Educational Materials in Connection with the Fellowship of Orthodox Stewards (FOS)

Click here for sheet to discuss stewardship as a family. (.pdf)

Click here for .pdf version of this lesson plan.

Lesson Outline- Teacher Guide
Developed through a combined effort of the Orthodox Church in America’sDepartment of Youth, Young Adult, and Campus Ministry and Department of Christian Education

Purpose: These lessons are intended to be a short addition to your regular church school lessons during the month of September in connection with the appeal for the Fellowship of Orthodox Stewards. However, they can be used at any time. They are designed to help instill the Orthodox understanding of stewardship among Orthodox Christians, young and old.

In addition to the mini-lessons provided below, be sure to copy and distribute the enclosed handout for students to take home and discuss with their families.

For more information on teaching children about stewardship in a family setting read Giving Children the Chance to Give by Father Paul Kucynda. This is found in the Resource Handbook for Lay Ministries available online at https://www.oca.org/pages/min_orgs/Resource-Handbook/Stewardship-Education/childrenchance.html.

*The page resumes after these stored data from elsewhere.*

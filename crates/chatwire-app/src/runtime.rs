//! Generic runtime for application orchestration.
//!
//! The Runtime drives the application event loop, coordinating between:
//! - [`App`]: UI state machine
//! - [`Bridge`]: Protocol bridge to Client
//! - [`Driver`]: Platform-specific I/O
//!
//! Every mutation flows through one `&mut Runtime`: the driver hands over one
//! event at a time and nothing else touches the session in between.
//!
//! Each successful [`Driver::connect`] is matched by exactly one
//! [`Driver::close`], whether the session ends by `/leave`, by a reconnect,
//! by the server, by a handshake timeout, or by the loop exiting.

use chatwire_client::{Environment, SessionConfig};

use crate::{App, AppAction, AppEvent, Bridge, Driver, DriverEvent, bridge::Outgoing};

/// Generic runtime that orchestrates App, Bridge, and Driver.
///
/// # Type Parameters
///
/// - `D`: Platform-specific I/O driver
/// - `E`: Environment supplying time to the session
pub struct Runtime<D, E>
where
    D: Driver,
    E: Environment,
{
    driver: D,
    app: App,
    bridge: Bridge<E>,
    /// The driver holds an open connection that still needs closing.
    connected: bool,
}

impl<D, E> Runtime<D, E>
where
    D: Driver<Instant = E::Instant>,
    E: Environment,
{
    /// Create a new runtime with the given driver and environment.
    pub fn new(driver: D, env: E, config: SessionConfig, endpoint: impl Into<String>) -> Self {
        let app = App::new(endpoint);
        let bridge = Bridge::new(env, config);
        Self { driver, app, bridge, connected: false }
    }

    /// Run the main event loop.
    ///
    /// Connects once at startup, then processes driver events until the user
    /// quits, input ends, or the driver fails. The connection is closed on
    /// every exit path.
    ///
    /// # Errors
    ///
    /// Returns an error if the driver cannot read input or render.
    pub async fn run(&mut self) -> Result<(), D::Error> {
        let result = self.run_loop().await;
        self.release_transport();
        result
    }

    async fn run_loop(&mut self) -> Result<(), D::Error> {
        self.driver.render(&self.app)?;

        let actions = self.app.connect();
        if self.process_actions(actions).await? {
            return Ok(());
        }

        loop {
            let event = self.driver.next_event().await?;
            if self.process_driver_event(event).await? {
                return Ok(());
            }
        }
    }

    /// Process one driver event.
    ///
    /// Returns `true` if the application should quit.
    pub async fn process_driver_event(&mut self, event: DriverEvent) -> Result<bool, D::Error> {
        let events = match event {
            DriverEvent::Input(line) => {
                let actions = self.app.handle(AppEvent::Input(line));
                return self.process_actions(actions).await;
            },
            DriverEvent::InputClosed => return Ok(true),
            DriverEvent::Frame(frame) => self.bridge.handle_frame(frame),
            DriverEvent::TransportClosed { reason } => {
                self.release_transport();
                self.bridge.transport_closed(reason)
            },
            DriverEvent::TransportFailed { cause } => {
                self.release_transport();
                self.bridge.transport_failed(cause)
            },
            DriverEvent::Tick => {
                let now = self.driver.now();
                self.bridge.handle_tick(now)
            },
        };

        self.process_bridge_events(events).await
    }

    /// Process actions returned by the App.
    ///
    /// Returns `true` if should quit.
    async fn process_actions(&mut self, initial_actions: Vec<AppAction>) -> Result<bool, D::Error> {
        let mut pending_actions = initial_actions;

        while !pending_actions.is_empty() {
            let actions = std::mem::take(&mut pending_actions);

            for action in actions {
                match action {
                    AppAction::Render => self.driver.render(&self.app)?,
                    AppAction::Quit => return Ok(true),
                    AppAction::Connect => {
                        for event in self.connect().await {
                            pending_actions.extend(self.app.handle(event));
                        }
                    },

                    // Protocol operations go through the bridge
                    AppAction::Disconnect
                    | AppAction::SubmitCredentials(_)
                    | AppAction::OpenConversation(_)
                    | AppAction::SendMessage { .. } => {
                        let mut events = self.bridge.process_app_action(action);
                        events.extend(self.flush().await);
                        for event in events {
                            pending_actions.extend(self.app.handle(event));
                        }
                    },
                }
            }
        }
        Ok(false)
    }

    /// Process events from Bridge back to App.
    async fn process_bridge_events(&mut self, mut events: Vec<AppEvent>) -> Result<bool, D::Error> {
        events.extend(self.flush().await);

        let mut actions = Vec::new();
        for event in events {
            actions.extend(self.app.handle(event));
        }
        self.process_actions(actions).await
    }

    /// End the current session, if any, and open a fresh one.
    async fn connect(&mut self) -> Vec<AppEvent> {
        let mut events = self.bridge.close();
        events.extend(self.flush().await);
        self.release_transport();

        self.bridge.start_session();
        events.push(AppEvent::Connecting);

        let endpoint = self.app.endpoint().to_string();
        match self.driver.connect(&endpoint).await {
            Ok(()) => {
                tracing::info!(%endpoint, "connected");
                self.connected = true;
                events.extend(self.bridge.transport_opened());
            },
            Err(e) => {
                tracing::warn!(%endpoint, error = %e, "connect failed");
                events.extend(self.bridge.connect_failed(e.to_string()));
            },
        }

        events.extend(self.flush().await);
        events
    }

    /// Send all pending outgoing frames and honor a close request.
    ///
    /// Send failures are not fatal: the affected message is marked
    /// undelivered.
    async fn flush(&mut self) -> Vec<AppEvent> {
        let mut events = Vec::new();

        for Outgoing { frame, entry } in self.bridge.take_outgoing() {
            let result = if self.connected {
                self.driver.send_frame(frame).await.map_err(|e| e.to_string())
            } else {
                Err("transport not open".to_string())
            };

            match (result, entry) {
                (Ok(()), Some(entry)) => events.extend(self.bridge.send_completed(entry)),
                (Ok(()), None) => {},
                (Err(reason), Some(entry)) => {
                    events.extend(self.bridge.send_failed(entry, reason));
                },
                (Err(reason), None) => tracing::warn!(%reason, "control frame not sent"),
            }
        }

        if self.bridge.take_close_request() {
            self.release_transport();
        }

        events
    }

    /// Close the driver's connection if one is open.
    ///
    /// [`Runtime::run`] does this on exit. Callers stepping the runtime with
    /// [`Runtime::process_driver_event`] call it when they are done.
    pub fn shutdown(&mut self) {
        self.release_transport();
    }

    fn release_transport(&mut self) {
        if self.connected {
            self.connected = false;
            self.driver.close();
        }
    }

    /// Whether the driver holds an open connection.
    pub fn is_connected(&self) -> bool {
        self.connected
    }

    /// Get a reference to the App
    pub fn app(&self) -> &App {
        &self.app
    }

    /// Get a reference to the Bridge
    pub fn bridge(&self) -> &Bridge<E> {
        &self.bridge
    }

    /// Get a reference to the Driver
    pub fn driver(&self) -> &D {
        &self.driver
    }

    /// Get a mutable reference to the Driver
    pub fn driver_mut(&mut self) -> &mut D {
        &mut self.driver
    }
}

Teacher Background Information
All of life is a gift, a free gift, given to us by God. This one basic truth frames our relationship with God and one another. It also contains the most important truth about stewardship. If we believe that all we have, even life, comes from God as a free gift, then it is equally true that the only way we can give back to God is freely. We all know that gifts, freely given, are better than gifts given because we must! Consider the greatest gift ever given -- our Lord's free gift of His life for us (cf. Romans 5). Now consider that Jesus has given us charge of His creation by calling us to be good stewards of this world -- to care for it, preserve it, and protect it. The first place we are called to care for is the Church, the one place where man encounters God in the most personal way, by communing with God in the Holy Sacraments. Voluntary stewardship means that we are free to choose. We are free to say Yes or No. We are free to accept Christ's life as our life, or not. But because our Lord loves us so much, He also shows us that, although we are free to say no, it is infinitely better to say YES!
The above text was taken from the Fellowship of Orthodox Stewards website. For more information on the Fellowship and Christian stewardship go to: https://www.oca.org/pages/min_orgs/FOS/index.htm

1. The students will be able to acknowledge that all things come from God.
2. The students will be able to list and describe life, time, health, talents, and resources (financial resources, physical abilities, intelligence, etc.) as gifts given freely to us from God.
3. The students will be able to discuss how an offering to God is using a gift in a way that is pleasing to Him.
4. The students will be able to list reasons why everyone should offer back the gifts they have received from God.
5. The students will be able to name ways that they may offer the gifts life, time, health, talents, and resources back to God.
6. The students will be able to identify the Fellowship of Orthodox Stewards as a group of people who feely share the gifts God has given them to help the Church help others.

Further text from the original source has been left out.